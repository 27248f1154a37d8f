// src/application/error_handling.rs
//
// Error Handling for Commands
//
// ARCHITECTURE:
// - Maps internal errors → user-friendly responses
// - Provides consistent error format for UI
// - Never exposes internal implementation details
// - Logs errors for debugging

use serde::{Deserialize, Serialize};
use crate::error::AppError;

/// Standard error response for UI
#[derive(Debug, Clone, Serialize, Deserialize)]
pub struct ErrorResponse {
    pub success: bool,
    pub error_type: ErrorType,
    pub message: String,
    pub details: Option<String>,
}

/// Error categories for UI
#[derive(Debug, Clone, Copy, PartialEq, Eq, Serialize, Deserialize)]
#[serde(rename_all = "snake_case")]
pub enum ErrorType {
    /// No member data has been ingested yet
    NotFound,

    /// Invalid input/validation error
    Validation,

    /// Domain invariant violation
    DomainError,

    /// Membership API or token endpoint failure
    ExternalService,

    /// File system error
    FileSystem,

    /// Nobody left to draw
    EmptyPool,

    /// Missing or expired credentials
    Session,

    /// Operation stopped by the caller
    Cancelled,

    /// Other/unknown error
    Internal,
}

impl ErrorResponse {
    fn new(error_type: ErrorType, message: impl Into<String>, details: Option<String>) -> Self {
        Self {
            success: false,
            error_type,
            message: message.into(),
            details,
        }
    }

    /// Create error response from AppError
    pub fn from_app_error(error: AppError) -> Self {
        match error {
            AppError::MissingData(message) => Self::new(
                ErrorType::NotFound,
                "Member data is missing",
                Some(message),
            ),

            AppError::Domain(domain_error) => Self::new(
                ErrorType::DomainError,
                "Domain validation failed",
                Some(domain_error.to_string()),
            ),

            AppError::TierResolution(message) => Self::new(
                ErrorType::DomainError,
                "Members reference unknown tiers",
                Some(message),
            ),

            AppError::Network(message) => {
                log::error!("Network error: {}", message);
                Self::new(
                    ErrorType::ExternalService,
                    "Could not reach the membership platform",
                    Some(message),
                )
            }

            AppError::Decode(message) => {
                log::error!("Decode error: {}", message);
                Self::new(
                    ErrorType::ExternalService,
                    "Received malformed member data",
                    Some(message),
                )
            }

            AppError::EmptyPool => Self::new(
                ErrorType::EmptyPool,
                "No eligible members left to draw",
                None,
            ),

            AppError::Session(message) => Self::new(
                ErrorType::Session,
                "Not signed in to the membership platform",
                Some(message),
            ),

            AppError::Cancelled => Self::new(ErrorType::Cancelled, "Operation cancelled", None),

            AppError::Serialization(serde_error) => {
                log::error!("Serialization error: {:?}", serde_error);
                Self::new(ErrorType::Internal, "Data serialization failed", None)
            }

            AppError::Io(io_error) => {
                log::error!("IO error: {:?}", io_error);
                Self::new(
                    ErrorType::FileSystem,
                    "File system operation failed",
                    Some(io_error.to_string()),
                )
            }

            AppError::Other(message) => {
                log::error!("Other error: {}", message);
                Self::new(ErrorType::Internal, message, None)
            }
        }
    }

    /// Create validation error
    pub fn validation(message: String) -> Self {
        Self::new(ErrorType::Validation, message, None)
    }
}

/// Helper trait to convert Results to ErrorResponse
pub trait ToErrorResponse<T> {
    fn to_error_response(self) -> Result<T, String>;
}

impl<T> ToErrorResponse<T> for Result<T, AppError> {
    fn to_error_response(self) -> Result<T, String> {
        self.map_err(|e| {
            let error_response = ErrorResponse::from_app_error(e);
            serde_json::to_string(&error_response)
                .unwrap_or_else(|_| "Internal error".to_string())
        })
    }
}

#[cfg(test)]
mod tests {
    use super::*;
    use crate::domain::DomainError;

    #[test]
    fn test_missing_data_is_not_found() {
        let error = ErrorResponse::from_app_error(AppError::MissingData("no tiers".to_string()));
        assert_eq!(error.error_type, ErrorType::NotFound);
        assert_eq!(error.details.as_deref(), Some("no tiers"));
    }

    #[test]
    fn test_validation_error() {
        let error = ErrorResponse::validation("Invalid input".to_string());
        assert_eq!(error.error_type, ErrorType::Validation);
        assert!(!error.success);
    }

    #[test]
    fn test_empty_pool() {
        let error = ErrorResponse::from_app_error(AppError::EmptyPool);
        assert_eq!(error.error_type, ErrorType::EmptyPool);
    }

    #[test]
    fn test_domain_error() {
        let error = ErrorResponse::from_app_error(AppError::Domain(
            DomainError::InvariantViolation("bad".to_string()),
        ));
        assert_eq!(error.error_type, ErrorType::DomainError);
    }

    #[test]
    fn test_network_is_external_service() {
        let error = ErrorResponse::from_app_error(AppError::Network("timeout".to_string()));
        assert_eq!(error.error_type, ErrorType::ExternalService);
    }

    #[test]
    fn test_to_error_response_serializes() {
        let result: Result<(), AppError> = Err(AppError::Cancelled);
        let message = result.to_error_response().unwrap_err();
        let parsed: ErrorResponse = serde_json::from_str(&message).unwrap();
        assert_eq!(parsed.error_type, ErrorType::Cancelled);
    }
}
// src/services/session_service.rs
//
// Session Service
//
// Drives the session state machine before a live ingestion:
//   Authenticated (unexpired)     -> unchanged
//   Expired with a refresh token  -> refresh grant
//   Expired without one / Unauth. -> obtain from the provider

use chrono::Utc;
use std::sync::Arc;

use crate::domain::Session;
use crate::error::AppResult;
use crate::integrations::CredentialProvider;

pub struct SessionService {
    provider: Arc<dyn CredentialProvider>,
}

impl SessionService {
    pub fn new(provider: Arc<dyn CredentialProvider>) -> Self {
        Self { provider }
    }

    /// Leave `session` authenticated with an unexpired credential
    pub async fn ensure_authenticated(&self, session: &mut Session) -> AppResult<()> {
        if session.expire_if_due(Utc::now()) {
            log::info!("Session credential expired");
        }

        let credential = match session {
            Session::Authenticated(_) => return Ok(()),
            Session::Expired {
                refresh_token: Some(refresh_token),
            } => {
                log::info!("Refreshing session credential");
                self.provider.refresh(refresh_token).await?
            }
            Session::Expired {
                refresh_token: None,
            }
            | Session::Unauthenticated => {
                log::info!("Obtaining session credential");
                self.provider.obtain().await?
            }
        };

        session.authenticate(credential);
        Ok(())
    }
}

■ **Exercise details**:
Return the lines of the listing where the string "success" appears.

■ **Exercise solution**:
    pub success: bool,
            success: false,
        assert!(!error.success);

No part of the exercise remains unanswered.